In this connection, we would like to make a reference to the judgment of the
Supreme Court in CIT v. Bilahari Investment (P.) Ltd. [2008] 299 ITR 1/168 Taxman 95 wherein it
was observed that every assessee is entitled to arrange its affairs and follow
the method of accounting, which the Department has earlier accepted. It is only
in those cases where the Department records a finding that the method adopted
by the assessee results in distortion of profits that the Department can insist
on substitution of the existing method. Therefore, certainly the method adopted
by the assessee in maintaining its accounts for the earlier period is an
important factor, which the authorities have to keep in mind at the time of
framing the assessment orders. It is well settled that in determining whether
there has in fact been accrual of liability or income, the accountancy
standards prescribed by the Institute of Chartered Accountants of India would
have to be followed and applied (see Challapalli Sugars Ltd. v. CIT [1975] 98 ITR 167 (SC). In this judgment, the
Supreme Court has put its seal of approval on adopting the accounting standards
while interpreting section 10(2)(vi), (via), (vib) and section 10(5) of the
Indian Income-tax Act, 1922, and the expression "actual cost". Thus,
even if at the relevant time, it was not mandatory to adopt the methodology
prescribed by the guidance note or for that matter the accounting standard as
it was not notified by the Central Government in the Official Gazette, in our
opinion, it is not relevant for the reason that, as long as there was a
disclosure of the accounting policy in the accounts, which had a backing of a
professional body, such as the Institute of Chartered Accountants of India, it
could not be discarded by the Assessing Officer.

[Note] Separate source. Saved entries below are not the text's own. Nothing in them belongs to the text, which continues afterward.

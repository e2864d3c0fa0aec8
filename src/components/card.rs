//! Card

use super::variants::{ClassList, StyleVariants, VariantAxis};
use super::Component;
use crate::helpers::{attrs, html_escape};

pub static CARD: StyleVariants = StyleVariants {
    base: "block rounded-xl bg-white text-left",
    axes: &[
        VariantAxis {
            name: "variant",
            default: "default",
            options: &[
                ("default", "border border-gray-200"),
                ("elevated", "border-0 shadow-lg"),
                ("outlined", "border-2 border-brand-200 bg-transparent"),
                ("ghost", "border-0 bg-transparent"),
                ("highlight", "border-2 border-accent-400 bg-accent-50 shadow-md"),
            ],
        },
        VariantAxis {
            name: "padding",
            default: "md",
            options: &[("none", "p-0"), ("sm", "p-4"), ("md", "p-6"), ("lg", "p-8")],
        },
        VariantAxis {
            name: "interactive",
            default: "no",
            options: &[
                ("no", ""),
                ("yes", "cursor-pointer transition-shadow hover:shadow-xl hover:border-brand-400"),
            ],
        },
    ],
};

#[derive(Debug, Clone, Copy, Default, PartialEq, Eq)]
pub enum CardVariant {
    #[default]
    Default,
    Elevated,
    Outlined,
    Ghost,
    Highlight,
}

impl CardVariant {
    pub fn as_str(&self) -> &'static str {
        match self {
            CardVariant::Default => "default",
            CardVariant::Elevated => "elevated",
            CardVariant::Outlined => "outlined",
            CardVariant::Ghost => "ghost",
            CardVariant::Highlight => "highlight",
        }
    }
}

#[derive(Debug, Clone, Copy, Default, PartialEq, Eq)]
pub enum CardPadding {
    None,
    Sm,
    #[default]
    Md,
    Lg,
}

impl CardPadding {
    pub fn as_str(&self) -> &'static str {
        match self {
            CardPadding::None => "none",
            CardPadding::Sm => "sm",
            CardPadding::Md => "md",
            CardPadding::Lg => "lg",
        }
    }
}

/// A content card. With `href` the whole card is a link and is
/// rendered interactive.
#[derive(Debug, Clone, Default)]
pub struct Card {
    variant: Option<CardVariant>,
    padding: Option<CardPadding>,
    interactive: bool,
    icon: Option<String>,
    title: Option<String>,
    description: Option<String>,
    body_html: Option<String>,
    footer_html: Option<String>,
    href: Option<String>,
    class: Option<String>,
}

impl Card {
    pub fn new() -> Self {
        Self::default()
    }

    pub fn variant(mut self, variant: CardVariant) -> Self {
        self.variant = Some(variant);
        self
    }

    pub fn padding(mut self, padding: CardPadding) -> Self {
        self.padding = Some(padding);
        self
    }

    pub fn interactive(mut self, interactive: bool) -> Self {
        self.interactive = interactive;
        self
    }

    pub fn icon(mut self, icon: impl Into<String>) -> Self {
        self.icon = Some(icon.into());
        self
    }

    pub fn title(mut self, title: impl Into<String>) -> Self {
        self.title = Some(title.into());
        self
    }

    pub fn description(mut self, description: impl Into<String>) -> Self {
        let description = description.into();
        self.description = (!description.is_empty()).then_some(description);
        self
    }

    /// Raw HTML, inserted as-is
    pub fn body_html(mut self, html: impl Into<String>) -> Self {
        self.body_html = Some(html.into());
        self
    }

    /// Raw HTML, inserted as-is
    pub fn footer_html(mut self, html: impl Into<String>) -> Self {
        self.footer_html = Some(html.into());
        self
    }

    pub fn href(mut self, href: impl Into<String>) -> Self {
        let href = href.into();
        self.href = (!href.is_empty()).then_some(href);
        self
    }

    pub fn class(mut self, class: impl Into<String>) -> Self {
        self.class = Some(class.into());
        self
    }

    pub fn classes(&self) -> ClassList {
        let interactive = if self.interactive || self.href.is_some() { "yes" } else { "no" };
        let mut selections = vec![("interactive", interactive)];
        if let Some(v) = self.variant {
            selections.push(("variant", v.as_str()));
        }
        if let Some(p) = self.padding {
            selections.push(("padding", p.as_str()));
        }
        CARD.resolve(&selections, self.class.as_deref())
    }
}

impl Component for Card {
    fn render(&self) -> String {
        let mut inner = String::new();
        if let Some(icon) = &self.icon {
            inner.push_str(&crate::helpers::icon(icon));
        }
        if let Some(title) = &self.title {
            inner.push_str(&format!(
                r#"<h3 class="text-lg font-semibold text-gray-900">{}</h3>"#,
                html_escape(title)
            ));
        }
        if let Some(description) = &self.description {
            inner.push_str(&format!(
                r#"<p class="mt-2 text-gray-600">{}</p>"#,
                html_escape(description)
            ));
        }
        if let Some(body) = &self.body_html {
            inner.push_str(body);
        }
        if let Some(footer) = &self.footer_html {
            inner.push_str(&format!(r#"<div class="mt-4">{}</div>"#, footer));
        }

        let classes = self.classes().to_string();
        match &self.href {
            Some(href) => format!(
                "<a{}>{}</a>",
                attrs(&[("href", Some(href.as_str())), ("class", Some(classes.as_str()))]),
                inner
            ),
            None => format!("<div{}>{}</div>", attrs(&[("class", Some(classes.as_str()))]), inner),
        }
    }
}
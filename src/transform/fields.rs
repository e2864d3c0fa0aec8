//! Total accessors over loosely typed entry fields
//!
//! Every accessor returns a value: a missing field, a field of the wrong
//! shape and an unresolved link all read as the type's empty value.

use serde_json::{Map, Value};

use crate::cms::links::as_link;
use crate::cms::ContentEntry;
use crate::helpers::{get_asset_title, get_asset_url, rich_text};
use crate::model::Action;

/// Read-only view over one field map
#[derive(Debug, Clone, Copy)]
pub struct FieldReader<'a> {
    fields: Option<&'a Map<String, Value>>,
}

impl<'a> FieldReader<'a> {
    pub fn new(fields: &'a Map<String, Value>) -> Self {
        Self {
            fields: Some(fields),
        }
    }

    pub fn empty() -> Self {
        Self { fields: None }
    }

    pub fn of_entry(entry: &'a ContentEntry) -> Self {
        Self::new(&entry.fields)
    }

    /// Reader over a nested value: a resolved entry (its `fields`), a plain
    /// JSON object, or nothing for links and scalars
    pub fn of_value(value: &'a Value) -> Self {
        if as_link(value).is_some() {
            return Self::empty();
        }
        match value.get("fields") {
            Some(Value::Object(fields)) => Self::new(fields),
            _ => match value {
                Value::Object(map) => Self::new(map),
                _ => Self::empty(),
            },
        }
    }

    pub fn is_empty(&self) -> bool {
        self.fields.map_or(true, Map::is_empty)
    }

    pub fn get(&self, name: &str) -> Option<&'a Value> {
        self.fields.and_then(|f| f.get(name))
    }

    /// Text value as authored; numbers are stringified, blank strings and anything else are empty
    pub fn text(&self, name: &str) -> String {
        match self.get(name) {
            Some(Value::String(s)) if s.trim().is_empty() => String::new(),
            Some(Value::String(s)) => s.clone(),
            Some(Value::Number(n)) => n.to_string(),
            _ => String::new(),
        }
    }

    /// Text value, or `fallback` when empty
    pub fn text_or(&self, name: &str, fallback: &str) -> String {
        let value = self.text(name);
        if value.is_empty() {
            fallback.to_string()
        } else {
            value
        }
    }

    /// First non-empty text among several field names
    pub fn first_text(&self, names: &[&str]) -> String {
        names
            .iter()
            .map(|n| self.text(n))
            .find(|s| !s.is_empty())
            .unwrap_or_default()
    }

    /// List of strings. A single string is split on newlines and commas.
    pub fn texts(&self, name: &str) -> Vec<String> {
        match self.get(name) {
            Some(Value::Array(items)) => items
                .iter()
                .filter_map(|v| match v {
                    Value::String(s) => Some(s.trim().to_string()),
                    Value::Number(n) => Some(n.to_string()),
                    _ => None,
                })
                .filter(|s| !s.is_empty())
                .collect(),
            Some(Value::String(s)) => s
                .split(['\n', ','])
                .map(str::trim)
                .filter(|s| !s.is_empty())
                .map(str::to_string)
                .collect(),
            _ => Vec::new(),
        }
    }

    /// Non-negative whole amount, floored. Numeric strings may carry grouping
    /// commas ("5,00,000"); any other text reads as 0.
    pub fn amount(&self, name: &str) -> u64 {
        let value = match self.get(name) {
            Some(Value::Number(n)) => match n.as_u64() {
                Some(whole) => return whole,
                None => n.as_f64(),
            },
            Some(Value::String(s)) => s.trim().replace(',', "").parse::<f64>().ok(),
            _ => None,
        };
        value
            .filter(|f| f.is_finite() && *f >= 0.0)
            .map(|f| f.floor() as u64)
            .unwrap_or(0)
    }

    pub fn flag(&self, name: &str) -> bool {
        match self.get(name) {
            Some(Value::Bool(b)) => *b,
            Some(Value::String(s)) => matches!(s.as_str(), "true" | "yes" | "1"),
            _ => false,
        }
    }

    /// Nested object (inline JSON or resolved entry)
    pub fn object(&self, name: &str) -> FieldReader<'a> {
        self.get(name).map(Self::of_value).unwrap_or_else(Self::empty)
    }

    /// List of nested objects. Unresolved links and scalars are skipped.
    pub fn objects(&self, name: &str) -> Vec<FieldReader<'a>> {
        match self.get(name) {
            Some(Value::Array(items)) => items
                .iter()
                .map(Self::of_value)
                .filter(|r| !r.is_empty())
                .collect(),
            _ => Vec::new(),
        }
    }

    /// Absolute asset URL, or empty
    pub fn asset_url(&self, name: &str) -> String {
        get_asset_url(self.get(name))
    }

    pub fn asset_title(&self, name: &str) -> String {
        get_asset_title(self.get(name))
    }

    /// Long text (Markdown or rich-text document) rendered to HTML
    pub fn rich_text(&self, name: &str) -> String {
        self.get(name).map(rich_text::to_html).unwrap_or_default()
    }

    /// Action from a label field and a target field; `None` unless both are set
    pub fn action(&self, label: &str, href: &str) -> Option<Action> {
        let label = self.text(label);
        let href = self.text(href).trim().to_string();
        if label.is_empty() || href.is_empty() {
            None
        } else {
            Some(Action { label, href })
        }
    }

    /// Action that is always present, possibly with empty parts
    pub fn required_action(&self, label: &str, href: &str) -> Action {
        Action {
            label: self.text(label),
            href: self.text(href).trim().to_string(),
        }
    }
}

#[cfg(test)]
mod tests {
    use super::*;
    use serde_json::json;

    fn fields(value: Value) -> Map<String, Value> {
        value.as_object().cloned().unwrap()
    }

    #[test]
    fn test_text() {
        let f = fields(json!({ "a": "hi", "n": 42, "b": true, "o": {}, "pad": "  Instant cash ", "blank": "   " }));
        let r = FieldReader::new(&f);
        assert_eq!(r.text("a"), "hi");
        assert_eq!(r.text("pad"), "  Instant cash ");
        assert_eq!(r.text("blank"), "");
        assert_eq!(r.text_or("blank", "x"), "x");
        assert_eq!(r.text("n"), "42");
        assert_eq!(r.text("b"), "");
        assert_eq!(r.text("o"), "");
        assert_eq!(r.text("missing"), "");
        assert_eq!(r.text_or("missing", "x"), "x");
        assert_eq!(r.first_text(&["missing", "a"]), "hi");
    }

    #[test]
    fn test_texts() {
        let f = fields(json!({
            "list": ["a", "", 3, null, " b "],
            "csv": "salaried, self-employed\nNRI",
            "bad": { "x": 1 }
        }));
        let r = FieldReader::new(&f);
        assert_eq!(r.texts("list"), vec!["a", "3", "b"]);
        assert_eq!(r.texts("csv"), vec!["salaried", "self-employed", "NRI"]);
        assert!(r.texts("bad").is_empty());
        assert!(r.texts("missing").is_empty());
    }

    #[test]
    fn test_amount() {
        let f = fields(json!({ "a": 500000, "b": "5,00,000", "c": -3, "d": 1.5, "e": "n/a" }));
        let r = FieldReader::new(&f);
        assert_eq!(r.amount("a"), 500_000);
        assert_eq!(r.amount("b"), 500_000);
        assert_eq!(r.amount("c"), 0);
        assert_eq!(r.amount("d"), 1);
        assert_eq!(r.amount("e"), 0);
        assert_eq!(r.amount("missing"), 0);

        let f = fields(json!({ "dec": "10.5", "lakh": "1.5L", "neg": "-20", "big": "1,000.99" }));
        let r = FieldReader::new(&f);
        assert_eq!(r.amount("dec"), 10);
        assert_eq!(r.amount("lakh"), 0);
        assert_eq!(r.amount("neg"), 0);
        assert_eq!(r.amount("big"), 1000);
    }

    #[test]
    fn test_objects_skip_links() {
        let f = fields(json!({
            "items": [
                { "sys": { "id": "x" }, "fields": { "title": "resolved" } },
                { "title": "inline" },
                { "sys": { "type": "Link", "linkType": "Entry", "id": "gone" } },
                "scalar"
            ]
        }));
        let r = FieldReader::new(&f);
        let titles: Vec<_> = r.objects("items").iter().map(|o| o.text("title")).collect();
        assert_eq!(titles, vec!["resolved", "inline"]);
        assert!(r.object("missing").is_empty());
    }

    #[test]
    fn test_action() {
        let f = fields(json!({ "t": "Apply", "l": "/apply", "empty": "" }));
        let r = FieldReader::new(&f);
        assert_eq!(r.action("t", "l"), Some(Action::new("Apply", "/apply")));
        assert_eq!(r.action("t", "empty"), None);
        assert_eq!(r.required_action("t", "missing"), Action::new("Apply", ""));
    }

    #[test]
    fn test_flag() {
        let f = fields(json!({ "a": true, "b": "yes", "c": 1 }));
        let r = FieldReader::new(&f);
        assert!(r.flag("a"));
        assert!(r.flag("b"));
        assert!(!r.flag("c"));
    }
}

13. Lastly, we would like to consider the
submission that the word "may" employed in sub-section (2) of section
145 of the Act should be read as "shall". Sub-section (2) provides
that the Central Government "may" notify in the Official Gazette from
time to time accounting standards to be followed by any class of assessees or
in respect of any class of income. The question, therefore, is whether in the
absence of such notification, being issued by the Central Government, the
accounting standards or the guidance note, prescribing the accounting
standards, issued by the Institute of Chartered Accountants of India could be
adopted as a method for accounting. It is judicially accepted that in
determining whether there has in fact been accrual of liability or income, the
accountancy standards prescribed by the Institute of Chartered Accountants of
India would have to be followed and applied. In other words, the accounting
standards prescribed by the Institute of Chartered Accountants of India has
received recognition in several decisions of the High Courts and the Supreme
Court. We have also made reference to the provisions of section 211(3C) of the
Companies Act, 1956. The proviso to this section clearly specifies that till
such time the Central Government prescribes, the accounting standards issued by
the Institute of Chartered Accountants of India shall be deemed to be the
relevant accounting standards. Keeping that in view, it would not be possible
to read the word "may" employed in sub-section (2) of section 145 of
the Act as "shall". It is well settled that the word "may" normally
indicate that the provision is not mandatory. It is also true that the word
"may" can also be used in the sense "shall" or
"must" by the Legislature. The intent of the Legislature, however,
will have to be gathered from the scheme of the relevant provision, Chapter or
the relevant statute and also judicial pronouncements dealing with the relevant
provision. Having regard to the provisions contained in section 145 of the Act,
we are of the opinion that the word "may" used in sub-section (2)
thereof cannot be read as "shall". Merely because, the Central
Government has not notified in the Official Gazette "accounting
standards" to be followed by any class of assessees or in respect of any
class of income, it cannot be stated that the "accounting standards"
prescribed by the Institute of Chartered Accountants of India or the accounting
standards reflected in the "guidance note" cannot be adopted as an
accounting method by an assessee. Thus, this submission also deserves to be
rejected.
14. Therefore, in our opinion,
notwithstanding the fact that the opinion of the Institute of Chartered
Accountants of India was expressed in the guidance note, which had not attained
a mandatory status, would not, in our view, be a ground to discard the books of
account of the assessee or method of accounting for lease followed by the
assessee and disallowing the assessee to deduct the lease equalisation charges
from the lease rental income.
15. Thus, substantial questions of law
framed by us are answered in favour of the assessee and against the Revenue. The
first four (4) appeals filed by the Revenue are accordingly dismissed and the
remaining two (2) appeals filed by the assessee are allowed with no order as to
costs.
16. Miscellaneous petitions pending in the
appeals, if any, also stand disposed of.